BlackRock sees wealth management allocations driving private markets' $20T surge
Asset manager expects real estate rebound, private credit among key drivers.
DEC 16, 2024

Wealth management allocations will be a major driver of industry predictions for growth of private markets to at least $20 trillion by 2030 (up from $13 trillion in 2024, according to a new report from BlackRock.

The asset manager expects the industry to be among the client segments boosting private markets with investors who make smart asset class choices set to benefit amid some key trends for the US and other developed economies.

Currently, allocations to private markets within the wealth management client segment is low at 1-2% for individual investors and almost zero for defined contribution systems globally, but the report notes that even small increases will drive growth.

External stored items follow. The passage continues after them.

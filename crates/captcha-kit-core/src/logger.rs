//! Process-wide log output for the captcha-kit crates.
//!
//! The decoders only emit `log` records. Every record carries its module
//! target, so a line reads `[  0.012s DEBUG captcha_kit_slide::canny] message`
//! and a slider run can be told apart from recognizer or detector output.
//! Call `init_with_level` once at startup. With the `tracing` feature,
//! `init_tracing` installs a `tracing-subscriber` that also picks up those
//! `log` records together with the spans around the matchers and decoders.

use std::io::Write;
use std::sync::OnceLock;
use std::time::Instant;

use log::{LevelFilter, Log, Metadata, Record};

#[cfg(feature = "tracing")]
use tracing_subscriber::fmt::format::FmtSpan;
#[cfg(feature = "tracing")]
use tracing_subscriber::util::SubscriberInitExt;
#[cfg(feature = "tracing")]
use tracing_subscriber::{fmt, EnvFilter};

struct StderrLogger {
    level: LevelFilter,
    started: Instant,
}

impl Log for StderrLogger {
    fn enabled(&self, metadata: &Metadata) -> bool {
        metadata.level() <= self.level
    }

    fn log(&self, record: &Record) {
        if !self.enabled(record.metadata()) {
            return;
        }

        let elapsed = self.started.elapsed().as_secs_f64();
        let _ = writeln!(
            std::io::stderr().lock(),
            "[{:7.3}s {:>5} {}] {}",
            elapsed,
            record.level(),
            record.target(),
            record.args()
        );
    }

    fn flush(&self) {}
}

static LOGGER: OnceLock<StderrLogger> = OnceLock::new();

/// Install the stderr logger with the provided level filter.
///
/// Repeated calls after the first successful one are no-ops.
pub fn init_with_level(level: LevelFilter) -> Result<(), log::SetLoggerError> {
    if LOGGER.get().is_none() {
        let logger = LOGGER.get_or_init(|| StderrLogger {
            level,
            started: Instant::now(),
        });
        log::set_logger(logger)?;
        log::set_max_level(level);
    }
    Ok(())
}

/// Install a `tracing` subscriber filtered by `RUST_LOG` (default `info`).
#[cfg(feature = "tracing")]
pub fn init_tracing(json: bool) {
    let filter = EnvFilter::try_from_default_env().unwrap_or_else(|_| EnvFilter::new("info"));
    let builder = fmt()
        .with_env_filter(filter)
        .with_span_events(FmtSpan::CLOSE);
    let _ = if json {
        builder.json().flatten_event(true).finish().try_init()
    } else {
        builder
            .with_timer(fmt::time::Uptime::default())
            .finish()
            .try_init()
    };
}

In the US, BlackRock has partnered with Partners Group due to demand from advisors to provide access to  private equity, credit, real assets, and liquid alternatives within a model portfolio.

The BlackRock 2025 Private Markets Outlook, published today (December 16), expects that private credit and infrastructure will be the fastest growing asset classes thanks to demand for diversified funding sources and infrastructure investments in energy, AI, and data centers. These two asset classes make up around 20% of private markets in 2024 but the firm expects this to increase to 30% by 2030.

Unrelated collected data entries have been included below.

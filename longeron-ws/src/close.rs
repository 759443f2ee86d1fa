//! Close status codes and the reasons this transport fails connections with.

/// Normal closure.
pub const NORMAL: u16 = 1000;
/// Endpoint is going away.
pub const GOING_AWAY: u16 = 1001;
/// Protocol error.
pub const PROTOCOL_ERROR: u16 = 1002;
/// Data type the endpoint cannot accept.
pub const UNSUPPORTED_DATA: u16 = 1003;
/// Payload not consistent with the message type (invalid UTF-8).
pub const INVALID_FRAME_PAYLOAD: u16 = 1007;
/// Policy violation.
pub const POLICY_VIOLATION: u16 = 1008;
/// Message exceeds the receive size limit.
pub const MESSAGE_TOO_BIG: u16 = 1009;
/// Client expected an extension the server did not negotiate.
pub const MANDATORY_EXTENSION: u16 = 1010;
/// Server hit an unexpected condition.
pub const INTERNAL_ERROR: u16 = 1011;

/// Status codes a peer may send that get echoed back unchanged.
///
/// Registered codes above, plus the library (3000-3999) and private
/// (4000-4999) ranges. Everything else is answered with a protocol error.
#[must_use]
pub const fn is_echoable(code: u16) -> bool {
    matches!(
        code,
        NORMAL
            | GOING_AWAY
            | PROTOCOL_ERROR
            | UNSUPPORTED_DATA
            | INVALID_FRAME_PAYLOAD
            | POLICY_VIOLATION
            | MESSAGE_TOO_BIG
            | MANDATORY_EXTENSION
            | INTERNAL_ERROR
            | 3000..=4999
    )
}

/// Reasons carried in the Close frames we send.
pub mod reason {
    pub const RESERVED_BITS: &str = "Reserved bits set.";
    pub const SERVER_EXPECTS_MASK: &str = "Server expects MASK bit to be set.";
    pub const CLIENT_EXPECTS_NO_MASK: &str = "Client expects MASK bit to be unset.";
    pub const NO_MESSAGE_TO_CONTINUE: &str = "No message to continue.";
    pub const EXPECTED_CONTINUATION: &str = "Expected continuation frame opcode.";
    pub const CONTROL_TOO_LARGE: &str = "Control frame payload too large.";
    pub const CONTROL_NOT_FINAL: &str = "Control frame must be final.";
    pub const INVALID_OPCODE: &str = "Invalid opcode.";
    pub const SIZE_LIMIT: &str = "Message size exceeds limit.";
    pub const LENGTH_TOP_BIT: &str = "64-bit length has its top bit set.";
    pub const OUT_OF_MEMORY: &str = "Cannot allocate message buffer.";
    pub const SHORT_CLOSE_CODE: &str = "Expected 2byte close code.";
    pub const BAD_CLOSE_REASON: &str = "Invalid UTF-8 sent as Close Reason.";
    pub const UNRECOGNIZED_CLOSE_CODE: &str = "Unrecognized close code.";
    pub const UTF8_SPLIT: &str = "Invalid UTF-8 code point split on previous frame.";
    pub const UTF8_INVALID: &str = "Invalid UTF-8 code point in payload.";
    pub const UTF8_TRUNCATED: &str = "Truncated UTF-8 payload with invalid code point.";
}

#[cfg(test)]
mod tests {
    use super::*;

    #[test]
    fn test_echoable_codes() {
        for code in [1000, 1001, 1002, 1003, 1007, 1008, 1009, 1010, 1011, 3000, 4999] {
            assert!(is_echoable(code), "{code}");
        }
        for code in [0, 999, 1004, 1005, 1006, 1012, 1015, 2999, 5000, u16::MAX] {
            assert!(!is_echoable(code), "{code}");
        }
    }
}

An important part of private markets growth is the energy sector and the report expects this portion to grow from $2.2 trillion now to $3 trillion by 2030. This strong outlook is a key reason for BlackRock’s recently announced acquisition of HPS Investment Partners and its acquisition of Global Infrastructure Partners earlier this year.

The report notes that investors prefer fewer, larger, and multi-product providers for portfolio-wide solutions.

Real Estate will also play an increasingly important role in private markets following a tough couple of years. BlackRock expects a rebound for the asset class although the tailwinds are not the same as for past cycles.

The easing of interest rates is a key factor for the real estate rebound but the report notes that the underlying market is sound.

“Unlike prior real-estate cycles, fundamentals have been relatively solid outside of the office sector, thanks to a tight labor market in many developed economies globally. We have also seen income growth hold up relatively well in many sectors, such as US industrials and US apartments,” the report states.   

Real estate opportunities are aligned with long-term structural trends around aging demographics in developed countries, properties that can facilitate e-commerce and new trade partners, as well as a heightened demand among tenants for energy-efficient buildings.

In the US specifically, sunbelt markets are expected to thrive, supported by diverse industries and robust population trends.